I think we’re focusing on different things. I’m approaching the problem as a wargame designer - what I want is a reasonable result, and at the least cost in game friction. I think you want a mechanic that feels right and are willing to pay a higher price in game friction.

Neither approach is inherently superior to the other.

In my opinion new mechanics added to TFT should increase complexity as little as possible. Using a damage absorption mechanic is very low footprint because (a) it already exists; (b) it’s simple; and (c) it’s handled completely by ine player (I.e., it doesn’t require additional input or action from the other player). The downside is that it’s more abstracted than a parry roll and therefore more prone to weird results. And of course playtesting may show that it won’t get the job done at all.
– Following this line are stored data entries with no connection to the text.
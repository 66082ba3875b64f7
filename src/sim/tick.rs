//! Per-tick simulation step
//!
//! Runs every system in a fixed order, once per host frame, and resumes the
//! run after the player picks an upgrade card.

use glam::Vec2;

use super::ballistics::{advance_meteors, advance_projectiles};
use super::cards::CARD_POOL;
use super::collision::{resolve_contact_damage, resolve_meteor_impacts, resolve_projectile_hits};
use super::enemy::update_enemies;
use super::player::update_player;
use super::state::{CombatState, GameEvent, GamePhase, GameState};
use super::wave::{check_wave_clear, update_spawner};

/// Normalized input for a single tick
#[derive(Debug, Clone, Default)]
pub struct Intent {
    /// Horizontal movement axis in [-1, 1]
    pub move_x: f32,
    /// Vertical movement axis in [-1, 1] (unused by the side view, kept for parity)
    pub move_y: f32,
    /// Stick aim axes in [-1, 1]
    pub aim_x: f32,
    pub aim_y: f32,
    pub jump: bool,
    pub shoot: bool,
    /// Held to refill mana
    pub charge: bool,
    /// Flip the staff between hand and back
    pub equip_toggle: bool,
    /// Absolute aim point (mouse), playfield coordinates
    pub aim_target: Option<Vec2>,
    /// Pause toggle
    pub pause: bool,
}

/// Advance the game state by one tick.
///
/// Events accumulate in `state.events`; drain them after every call.
pub fn tick(state: &mut GameState, input: &Intent) {
    if input.pause {
        match state.phase {
            GamePhase::Playing => {
                state.phase = GamePhase::Paused;
                return;
            }
            GamePhase::Paused => state.phase = GamePhase::Playing,
            _ => {}
        }
    }

    // Paused, choosing a card, or dead: everything stays frozen
    if state.phase != GamePhase::Playing {
        return;
    }

    state.time_ticks += 1;
    state.screen_shake = state.screen_shake.saturating_sub(1);
    if let Some(warning) = state.warning.as_mut() {
        warning.ttl = warning.ttl.saturating_sub(1);
        if warning.ttl == 0 {
            state.warning = None;
        }
    }

    update_player(state, input);
    update_spawner(state);
    update_enemies(state);

    resolve_contact_damage(state);
    resolve_projectile_hits(state);
    advance_meteors(&mut state.meteors);
    resolve_meteor_impacts(state);
    advance_projectiles(&mut state.projectiles);

    if state.player.hp == 0 {
        state.phase = GamePhase::GameOver;
        state.events.push(GameEvent::GameOver);
        log::info!(
            "Game over on wave {} after {} ticks",
            state.wave.wave,
            state.time_ticks
        );
        return;
    }

    check_wave_clear(state);
}

/// Apply the card in `slot` of the current offer and start the next wave.
///
/// Returns false (and changes nothing) outside card selection or for a slot
/// that was not offered.
pub fn select_card(state: &mut GameState, slot: usize) -> bool {
    if state.phase != GamePhase::CardSelect {
        log::warn!("Card selection ignored in phase {:?}", state.phase);
        return false;
    }
    let Some(&index) = state.offered_cards.get(slot) else {
        log::warn!("Card slot {} was not offered", slot);
        return false;
    };

    let card = &CARD_POOL[index];
    (card.apply)(&mut state.player.stats);

    let player = &mut state.player;
    player.hp = player.stats.max_hp;
    player.mana = player.mana.min(player.stats.max_mana);
    player.paralyzed = false;
    player.combat = CombatState::Idle;

    let wave = &mut state.wave;
    wave.wave += 1;
    wave.kills = 0;
    wave.spawned = 0;
    wave.kill_target = state.tuning.kill_target(wave.wave);
    wave.boss_appeared = false;

    state.projectiles.clear();
    state.enemies.clear();
    state.meteors.clear();
    state.offered_cards.clear();
    state.phase = GamePhase::Playing;

    log::info!(
        "Picked {} - wave {} needs {} kills",
        card.name,
        state.wave.wave,
        state.wave.kill_target
    );
    true
}
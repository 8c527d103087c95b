use clap::Parser;
use std::path::PathBuf;

#[derive(Parser, Debug)]
#[command(author, version, about, long_about = None)]
pub struct Cli {
    /// Directory containing chicago.csv, new_york_city.csv and washington.csv
    #[arg(short, long, default_value = ".")]
    pub data_dir: PathBuf,
}
use serde::Deserialize;

/// As read from a city's trip table. Columns not named here are ignored.
#[derive(Debug, Deserialize)]
pub struct InputRow {
    #[serde(rename = "Start Time")]
    pub start_time: String,
    #[serde(rename = "End Time")]
    pub end_time: String,
    #[serde(rename = "Trip Duration")]
    pub trip_duration: f64,
    #[serde(rename = "Start Station")]
    pub start_station: String,
    #[serde(rename = "End Station")]
    pub end_station: String,
    #[serde(rename = "User Type", default)]
    pub user_type: Option<String>,
    #[serde(rename = "Gender", default)]
    pub gender: Option<String>,
    #[serde(rename = "Birth Year", default)]
    pub birth_year: Option<f64>,
}

pub const GENDER_COLUMN: &str = "Gender";
pub const BIRTH_YEAR_COLUMN: &str = "Birth Year";
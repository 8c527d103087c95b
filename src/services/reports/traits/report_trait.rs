use crate::consts::SEPARATOR_WIDTH;
use crate::errors::AppResult;
use crate::state::TripData;
use log::debug;
use std::io::Write;
use std::time::Instant;

/// A trait that defines one block of descriptive statistics over the filtered
/// record set. Implementors only read the trips; they never change them.
pub trait ReportTrait {
    /// Line printed before the statistics are computed.
    fn heading(&self) -> &'static str;

    /// Computes the statistics and writes them to `out`.
    ///
    /// # Arguments
    /// * `data` - The filtered record set.
    /// * `out` - Where the result lines go.
    ///
    /// # Returns
    /// * `AppResult<()>` - Returns `Ok(())` once the block is written,
    ///   or an `AppErrors` variant if writing fails.
    fn execute(&self, data: &TripData, out: &mut dyn Write) -> AppResult<()>;

    /// Runs `execute` between the heading and the elapsed-time footer.
    fn run(&self, data: &TripData, out: &mut dyn Write) -> AppResult<()> {
        writeln!(out, "\n{}\n", self.heading())?;
        let started = Instant::now();

        self.execute(data, out)?;

        let elapsed = started.elapsed().as_secs_f64();
        debug!("{} took {elapsed}s", self.heading());
        writeln!(out, "\nThis took {elapsed} seconds.")?;
        writeln!(out, "{}", "-".repeat(SEPARATOR_WIDTH))?;
        Ok(())
    }
}

/// Printed in place of mode/mean values when no trip survived the filters.
pub const NO_TRIPS: &str = "No trips match the selected filters.";
use crate::errors::{AppErrors, AppResult};
use crate::models::csv_models::trip_row::{BIRTH_YEAR_COLUMN, GENDER_COLUMN, InputRow};
use crate::models::filter::FilterSelection;
use crate::models::trip::Trip;
use crate::state::TripData;
use csv::ReaderBuilder;
use log::{debug, info};
use std::fs::File;
use std::io::{BufReader, Read};
use std::path::Path;

/// Loads the selected city's trips from `data_dir` and narrows them to the
/// selected month and day.
///
/// # Arguments
/// * `data_dir` - Directory holding the per-city CSV files.
/// * `selection` - The validated city/month/day triple.
///
/// # Returns
/// * `AppResult<TripData>` - The filtered record set, or an `AppErrors` variant
///   if the file is missing or a row cannot be coerced.
pub fn load_data(data_dir: &Path, selection: &FilterSelection) -> AppResult<TripData> {
    let path = data_dir.join(selection.city.file_name());
    let file = File::open(&path)
        .map_err(|e| AppErrors::Io(format!("open {}: {e}", path.display())))?;
    let data = load_from_reader(BufReader::new(file), selection)?;
    info!(
        "loaded {} trips for {} (month={}, day={})",
        data.len(),
        selection.city,
        selection.month,
        selection.day
    );
    Ok(data)
}

/// Reads every row from `reader`, derives the calendar fields and keeps the
/// rows `selection` matches. The first malformed row aborts the load.
pub fn load_from_reader<R: Read>(reader: R, selection: &FilterSelection) -> AppResult<TripData> {
    let mut rdr = ReaderBuilder::new().trim(csv::Trim::All).from_reader(reader);

    let headers = rdr.headers()?;
    let has_gender = headers.iter().any(|h| h == GENDER_COLUMN);
    let has_birth_year = headers.iter().any(|h| h == BIRTH_YEAR_COLUMN);

    let mut trips = Vec::new();
    let mut total = 0usize;
    for (row, rec) in rdr.deserialize::<InputRow>().enumerate() {
        let trip = Trip::try_from((row, rec?))?;
        total += 1;
        if selection.matches(&trip) {
            trips.push(trip);
        }
    }
    debug!("kept {} of {total} rows", trips.len());

    Ok(TripData {
        trips,
        has_gender,
        has_birth_year,
    })
}
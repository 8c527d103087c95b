use crate::errors::AppResult;
use crate::services::reports::traits::report_trait::{NO_TRIPS, ReportTrait};
use crate::state::TripData;
use std::io::Write;

/// Total and mean trip duration, in seconds.
#[derive(Debug, Clone, Copy, PartialEq)]
pub struct DurationStats {
    pub total_secs: f64,
    /// `None` when there are no trips to average.
    pub mean_secs: Option<f64>,
}

pub fn compute_duration_stats(data: &TripData) -> DurationStats {
    let total_secs: f64 = data.trips.iter().map(|t| t.duration_secs).sum();
    let mean_secs = (!data.is_empty()).then(|| total_secs / data.len() as f64);
    DurationStats {
        total_secs,
        mean_secs,
    }
}

pub struct DurationReport;

impl ReportTrait for DurationReport {
    fn heading(&self) -> &'static str {
        "Calculating Trip Duration..."
    }

    fn execute(&self, data: &TripData, out: &mut dyn Write) -> AppResult<()> {
        let stats = compute_duration_stats(data);
        writeln!(out, "Total Travel Time: {} in seconds", stats.total_secs)?;
        match stats.mean_secs {
            Some(mean) => writeln!(out, "Mean Travel Time: {mean} in seconds")?,
            None => writeln!(out, "{NO_TRIPS}")?,
        }
        Ok(())
    }
}
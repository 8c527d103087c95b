use crate::errors::AppResult;
use std::io::{BufRead, Write};

/// Operator-facing input and output. Generic so sessions can be driven from
/// in-memory buffers.
pub struct Console<R, W> {
    input: R,
    output: W,
}

impl<R: BufRead, W: Write> Console<R, W> {
    pub fn new(input: R, output: W) -> Self {
        Self { input, output }
    }

    /// Writes `prompt`, then reads one line.
    ///
    /// # Returns
    /// * `AppResult<Option<String>>` - The answer without its line ending,
    ///   lower-cased,
    ///   or `None` once the input stream is exhausted.
    pub fn ask(&mut self, prompt: &str) -> AppResult<Option<String>> {
        write!(self.output, "{prompt}")?;
        self.output.flush()?;

        let mut line = String::new();
        if self.input.read_line(&mut line)? == 0 {
            return Ok(None);
        }
        Ok(Some(line.trim_end_matches(['\r', '\n']).to_lowercase()))
    }

    pub fn out(&mut self) -> &mut W {
        &mut self.output
    }

    #[cfg(test)]
    pub fn into_output(self) -> W {
        self.output
    }
}

#[cfg(test)]
mod tests {
    use super::*;

    #[test]
    fn ask_lowercases_answer_and_echoes_prompt() {
        let mut console = Console::new("YeS\r\n no \n".as_bytes(), Vec::new());

        assert_eq!(console.ask("go? ").unwrap().as_deref(), Some("yes"));
        assert_eq!(console.ask("again? ").unwrap().as_deref(), Some(" no "));
        assert_eq!(console.ask("more? ").unwrap(), None);

        let out = String::from_utf8(console.into_output()).unwrap();
        assert_eq!(out, "go? again? more? ");
    }
}
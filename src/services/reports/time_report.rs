use crate::errors::AppResult;
use crate::services::reports::traits::report_trait::{NO_TRIPS, ReportTrait};
use crate::services::stats::mode;
use crate::state::TripData;
use std::io::Write;

/// Most frequent times of travel.
#[derive(Debug, Clone, PartialEq, Eq)]
pub struct TimeStats {
    pub most_common_month: u32,
    pub most_common_day: &'static str,
    pub most_common_hour: u32,
}

/// Returns `None` when `data` holds no trips.
pub fn compute_time_stats(data: &TripData) -> Option<TimeStats> {
    Some(TimeStats {
        most_common_month: mode(data.trips.iter().map(|t| t.month))?,
        most_common_day: mode(data.trips.iter().map(|t| t.day))?,
        most_common_hour: mode(data.trips.iter().map(|t| t.hour))?,
    })
}

pub struct TimeReport;

impl ReportTrait for TimeReport {
    fn heading(&self) -> &'static str {
        "Calculating The Most Frequent Times of Travel..."
    }

    fn execute(&self, data: &TripData, out: &mut dyn Write) -> AppResult<()> {
        let Some(stats) = compute_time_stats(data) else {
            writeln!(out, "{NO_TRIPS}")?;
            return Ok(());
        };
        writeln!(out, "Most common month is: {}", stats.most_common_month)?;
        writeln!(out, "Most common day is: {}", stats.most_common_day)?;
        writeln!(out, "Most common start hour is: {}", stats.most_common_hour)?;
        Ok(())
    }
}
//! Frequency helpers shared by the reporters.
//!
//! Ties are always resolved towards the smallest value in sorted order so
//! repeated runs over the same rows print the same answer.

use std::collections::BTreeMap;

fn count<T: Ord, I: IntoIterator<Item = T>>(values: I) -> BTreeMap<T, usize> {
    let mut counts = BTreeMap::new();
    for v in values {
        *counts.entry(v).or_insert(0) += 1;
    }
    counts
}

/// Counts of each distinct value, most frequent first, ties by value.
pub fn value_counts<T: Ord, I: IntoIterator<Item = T>>(values: I) -> Vec<(T, usize)> {
    let mut counts: Vec<(T, usize)> = count(values).into_iter().collect();
    // stable: equal counts keep ascending key order from the map
    counts.sort_by(|a, b| b.1.cmp(&a.1));
    counts
}

/// Most frequent value with its count, or `None` for no input.
pub fn mode_with_count<T: Ord, I: IntoIterator<Item = T>>(values: I) -> Option<(T, usize)> {
    let mut best: Option<(T, usize)> = None;
    for (v, n) in count(values) {
        if best.as_ref().is_none_or(|(_, top)| n > *top) {
            best = Some((v, n));
        }
    }
    best
}

pub fn mode<T: Ord, I: IntoIterator<Item = T>>(values: I) -> Option<T> {
    mode_with_count(values).map(|(v, _)| v)
}

#[cfg(test)]
mod tests {
    use super::*;

    #[test]
    fn mode_picks_most_frequent() {
        assert_eq!(mode([3, 1, 3, 2, 3, 1]), Some(3));
        assert_eq!(mode_with_count(["b", "a", "b"]), Some(("b", 2)));
    }

    #[test]
    fn mode_breaks_ties_towards_smallest_value() {
        assert_eq!(mode([9, 4, 9, 4, 7]), Some(4));
        assert_eq!(mode(["Tuesday", "Monday"]), Some("Monday"));
        assert_eq!(mode([("b", "a"), ("a", "z"), ("b", "a"), ("a", "z")]), Some(("a", "z")));
    }

    #[test]
    fn mode_of_nothing_is_none() {
        assert_eq!(mode(Vec::<u32>::new()), None);
    }

    #[test]
    fn value_counts_orders_by_count_then_value() {
        let counts = value_counts([
            "Subscriber",
            "Customer",
            "Subscriber",
            "Dependent",
            "Customer",
            "Subscriber",
        ]);
        assert_eq!(
            counts,
            vec![("Subscriber", 3), ("Customer", 2), ("Dependent", 1)]
        );

        let tied = value_counts(["Male", "Female"]);
        assert_eq!(tied, vec![("Female", 1), ("Male", 1)]);
    }
}
use crate::errors::{AppErrors, AppResult};
use crate::services::console::Console;
use crate::services::csv_service::load_data;
use crate::services::filter_service::get_filters;
use crate::services::reports::duration_report::DurationReport;
use crate::services::reports::station_report::StationReport;
use crate::services::reports::time_report::TimeReport;
use crate::services::reports::traits::report_trait::ReportTrait;
use crate::services::reports::user_report::{UserReport, browse_trips};
use log::info;
use std::io::{BufRead, Write};
use std::path::Path;

/// Runs filter collection, loading and the four reports, then offers to start
/// over. Only an explicit "yes" restarts; nothing carries over between rounds.
pub fn run_session<R: BufRead, W: Write>(
    console: &mut Console<R, W>,
    data_dir: &Path,
) -> AppResult<()> {
    let reports: [&dyn ReportTrait; 4] = [
        &TimeReport,
        &StationReport,
        &DurationReport,
        &UserReport,
    ];

    loop {
        let selection = match get_filters(console) {
            Ok(s) => s,
            Err(AppErrors::InputClosed) => return Ok(()),
            Err(e) => return Err(e),
        };
        let data = load_data(data_dir, &selection)?;

        for report in reports {
            report.run(&data, console.out())?;
        }
        browse_trips(console, &data)?;

        let restart = console.ask("\nWould you like to restart? Enter yes or no.\n")?;
        if restart.as_deref() != Some("yes") {
            info!("session finished");
            return Ok(());
        }
    }
}

#[cfg(test)]
mod tests {
    use super::*;
    use crate::services::csv_service::tests::{CHICAGO_CSV, NEW_YORK_CITY_CSV, WASHINGTON_CSV};
    use tempfile::TempDir;

    fn data_dir() -> TempDir {
        let dir = tempfile::tempdir().unwrap();
        std::fs::write(dir.path().join("chicago.csv"), CHICAGO_CSV).unwrap();
        std::fs::write(dir.path().join("new_york_city.csv"), NEW_YORK_CITY_CSV).unwrap();
        std::fs::write(dir.path().join("washington.csv"), WASHINGTON_CSV).unwrap();
        dir
    }

    fn session(script: &str) -> (AppResult<()>, String) {
        let dir = data_dir();
        let mut console = Console::new(script.as_bytes(), Vec::new());
        let res = run_session(&mut console, dir.path());
        (res, String::from_utf8(console.into_output()).unwrap())
    }

    #[test]
    fn chicago_in_march_reports_march_as_most_common() {
        let (res, out) = session("chicago\nmarch\nall\nno\nno\n");

        assert!(res.is_ok());
        assert!(out.contains("Most common month is: 3\n"));
        assert!(out.contains("Most common day is: Monday\n"));
        assert!(out.contains("Total Travel Time: 925 in seconds\n"));
        assert!(out.contains("Counts of gender:\n  Male: 2\n"));
        assert_eq!(out.matches("Would you like to restart?").count(), 1);
    }

    #[test]
    fn yes_restarts_with_a_fresh_selection() {
        let script = "chicago\nall\nall\nno\nYES\nwashington\nall\nall\nno\nnope\n";

        let (res, out) = session(script);

        assert!(res.is_ok());
        assert_eq!(out.matches("Hello! Let's explore").count(), 2);
        assert!(out.contains("No information on gender."));
        assert_eq!(out.matches("Would you like to restart?").count(), 2);
    }

    #[test]
    fn padded_yes_does_not_restart() {
        let (res, out) = session("chicago\nall\nall\nno\n yes\nnew york city\nall\nall\n");

        assert!(res.is_ok());
        assert_eq!(out.matches("Hello! Let's explore").count(), 1);
        assert_eq!(out.matches("Would you like to restart?").count(), 1);
    }

    #[test]
    fn padded_city_is_asked_again() {
        // arrange
        let script = "  Chicago \nnew york city\njune\nall\nno\nno\n";

        // act
        let (res, out) = session(script);

        // assert
        assert!(res.is_ok());
        assert_eq!(out.matches("Invalid option").count(), 1);
        assert!(out.contains("Most common month is: 6\n"));
        assert!(out.contains("Most Commonly Used Start Station: Suffolk St & Stanton St\n"));
    }

    #[test]
    fn empty_selection_still_completes() {
        // no Chicago trips fall on a Sunday in the fixture
        let (res, out) = session("chicago\nall\nsunday\nyes\nno\n");

        assert!(res.is_ok());
        assert!(out.contains("No trips match the selected filters."));
        assert!(out.contains("No more trip data to display."));
    }

    #[test]
    fn missing_backing_file_is_fatal() {
        let dir = tempfile::tempdir().unwrap();
        let mut console = Console::new("new york city\nall\nall\n".as_bytes(), Vec::new());

        let res = run_session(&mut console, dir.path());

        assert!(matches!(res, Err(AppErrors::Io(msg)) if msg.contains("new_york_city.csv")));
    }

    #[test]
    fn closed_input_ends_session_quietly() {
        let (res, out) = session("");

        assert!(res.is_ok());
        assert!(out.starts_with("Hello!"));
    }
}
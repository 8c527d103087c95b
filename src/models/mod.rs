pub mod city;
pub mod csv_models;
pub mod filter;
pub mod trip;
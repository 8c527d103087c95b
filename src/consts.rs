/// Supported cities and the backing file each one is read from.
/// Names are the lower-case canonical form the operator types.
pub const CITY_DATA: [(&str, &str); 3] = [
    ("chicago", "chicago.csv"),
    ("new york city", "new_york_city.csv"),
    ("washington", "washington.csv"),
];

/// Months covered by the datasets, indexed from January.
pub const MONTHS: [&str; 6] = ["january", "february", "march", "april", "may", "june"];

/// Weekday names in title form, indexed from Monday.
pub const DAY_NAMES: [&str; 7] = [
    "Monday",
    "Tuesday",
    "Wednesday",
    "Thursday",
    "Friday",
    "Saturday",
    "Sunday",
];

/// Answer accepted in place of a month or day to disable that filter.
pub const ALL: &str = "all";

/// Rows shown per page when browsing raw trip data.
pub const PAGE_SIZE: usize = 5;

pub const SEPARATOR_WIDTH: usize = 40;

/// Start/end timestamp layout; fractional seconds are optional.
pub const TIMESTAMP_FORMAT: &str = "%Y-%m-%d %H:%M:%S%.f";
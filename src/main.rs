use crate::cli::Cli;
use crate::errors::AppResult;
use crate::services::console::Console;
use crate::services::session::run_session;
use clap::Parser;
use log::info;
use std::io;

mod cli;
mod consts;
mod errors;
mod models;
mod services;
mod state;

fn main() -> AppResult<()> {
    env_logger::Builder::from_env(env_logger::Env::default().default_filter_or("warn")).init();
    info!("Application started");

    let args = Cli::parse();

    let mut console = Console::new(io::stdin().lock(), io::stdout().lock());
    run_session(&mut console, &args.data_dir)?;

    Ok(())
}
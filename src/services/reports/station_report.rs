use crate::errors::AppResult;
use crate::services::reports::traits::report_trait::{NO_TRIPS, ReportTrait};
use crate::services::stats::{mode, mode_with_count};
use crate::state::TripData;
use std::io::Write;

/// Most popular stations and trip.
#[derive(Debug, Clone, PartialEq, Eq)]
pub struct StationStats<'a> {
    pub most_common_start: &'a str,
    pub most_common_end: &'a str,
    /// (start station, end station) and the number of trips between them.
    pub most_common_trip: ((&'a str, &'a str), usize),
}

pub fn compute_station_stats(data: &TripData) -> Option<StationStats<'_>> {
    let trips = &data.trips;
    Some(StationStats {
        most_common_start: mode(trips.iter().map(|t| t.start_station.as_str()))?,
        most_common_end: mode(trips.iter().map(|t| t.end_station.as_str()))?,
        most_common_trip: mode_with_count(
            trips
                .iter()
                .map(|t| (t.start_station.as_str(), t.end_station.as_str())),
        )?,
    })
}

pub struct StationReport;

impl ReportTrait for StationReport {
    fn heading(&self) -> &'static str {
        "Calculating The Most Popular Stations and Trip..."
    }

    fn execute(&self, data: &TripData, out: &mut dyn Write) -> AppResult<()> {
        let Some(stats) = compute_station_stats(data) else {
            writeln!(out, "{NO_TRIPS}")?;
            return Ok(());
        };
        let ((from, to), count) = stats.most_common_trip;
        writeln!(out, "Most Commonly Used Start Station: {}", stats.most_common_start)?;
        writeln!(out, "Most Commonly Used End Station: {}", stats.most_common_end)?;
        writeln!(out, "Frequent Combination of Stations:")?;
        writeln!(out, "  {from} -> {to}: {count}")?;
        Ok(())
    }
}

#[cfg(test)]
mod tests {
    use super::*;
    use crate::models::city::City;
    use crate::models::filter::{DayFilter, MonthFilter};
    use crate::services::csv_service::load_from_reader;
    use crate::services::csv_service::tests::{CHICAGO_CSV, selection};

    fn chicago() -> TripData {
        let sel = selection(City::Chicago, MonthFilter::All, DayFilter::All);
        load_from_reader(CHICAGO_CSV.as_bytes(), &sel).unwrap()
    }

    #[test]
    fn finds_popular_stations_and_route() {
        // arrange
        let data = chicago();

        // act
        let stats = compute_station_stats(&data).unwrap();

        // assert
        assert_eq!(stats.most_common_start, "Clark St & Randolph St");
        assert_eq!(stats.most_common_end, "Desplaines St & Jackson Blvd");
        assert_eq!(
            stats.most_common_trip,
            (("Clark St & Randolph St", "Desplaines St & Jackson Blvd"), 3)
        );
    }

    #[test]
    fn single_trip_is_its_own_route() {
        let mut data = chicago();
        data.trips.truncate(1);

        let stats = compute_station_stats(&data).unwrap();

        assert_eq!(
            stats.most_common_trip,
            (("Wood St & Hubbard St", "Damen Ave & Chicago Ave"), 1)
        );
    }

    #[test]
    fn run_prints_route_with_count() {
        let mut out = Vec::new();

        StationReport.run(&chicago(), &mut out).unwrap();

        let text = String::from_utf8(out).unwrap();
        assert!(text.contains("Most Commonly Used Start Station: Clark St & Randolph St\n"));
        assert!(text.contains("  Clark St & Randolph St -> Desplaines St & Jackson Blvd: 3\n"));
    }

    #[test]
    fn no_trips_means_no_stations() {
        assert_eq!(compute_station_stats(&TripData::default()), None);
    }
}
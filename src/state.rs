use crate::models::trip::Trip;

/// The filtered record set for one session iteration, plus which optional
/// columns the backing file carried. Built fresh by the loader and dropped
/// once the reports are done.
#[derive(Debug, Clone, Default)]
pub struct TripData {
    /// Trips that survived the month/day filters, in file order.
    pub trips: Vec<Trip>,

    /// Whether the backing file has a `Gender` column.
    pub has_gender: bool,

    /// Whether the backing file has a `Birth Year` column.
    pub has_birth_year: bool,
}

impl TripData {
    #[inline]
    pub fn is_empty(&self) -> bool {
        self.trips.is_empty()
    }

    #[inline]
    pub fn len(&self) -> usize {
        self.trips.len()
    }

    /// Returns the next page of trips starting at `offset`; empty once the
    /// offset runs past the end.
    pub fn page(&self, offset: usize, size: usize) -> &[Trip] {
        let start = offset.min(self.trips.len());
        let end = offset.saturating_add(size).min(self.trips.len());
        &self.trips[start..end]
    }
}
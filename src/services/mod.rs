pub mod console;
pub mod csv_service;
pub mod filter_service;
pub mod reports;
pub mod session;
pub mod stats;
For game speed reasons, I prefer a passive (i.e., it only requires one player’s input) mechanic if possible.

The defense mechanic I proposed at the start of this thread is also passive (it only involves the attacker), probably provides a better range of results, but requires a new subroutine.

The parry roll has been done in other systems so we know what we’re dealing with. I find that they slow combat down...often by a lot. Also, you get into some funky situations - can you parry a greatsword with a dagger for instance. Such issues can be handed, but require more friction.

As an aside, having shields absorb damage is obviously an abstraction. Shields should probably make one harder to hit. But the abstraction, in my opinion, is the better approach for TFT.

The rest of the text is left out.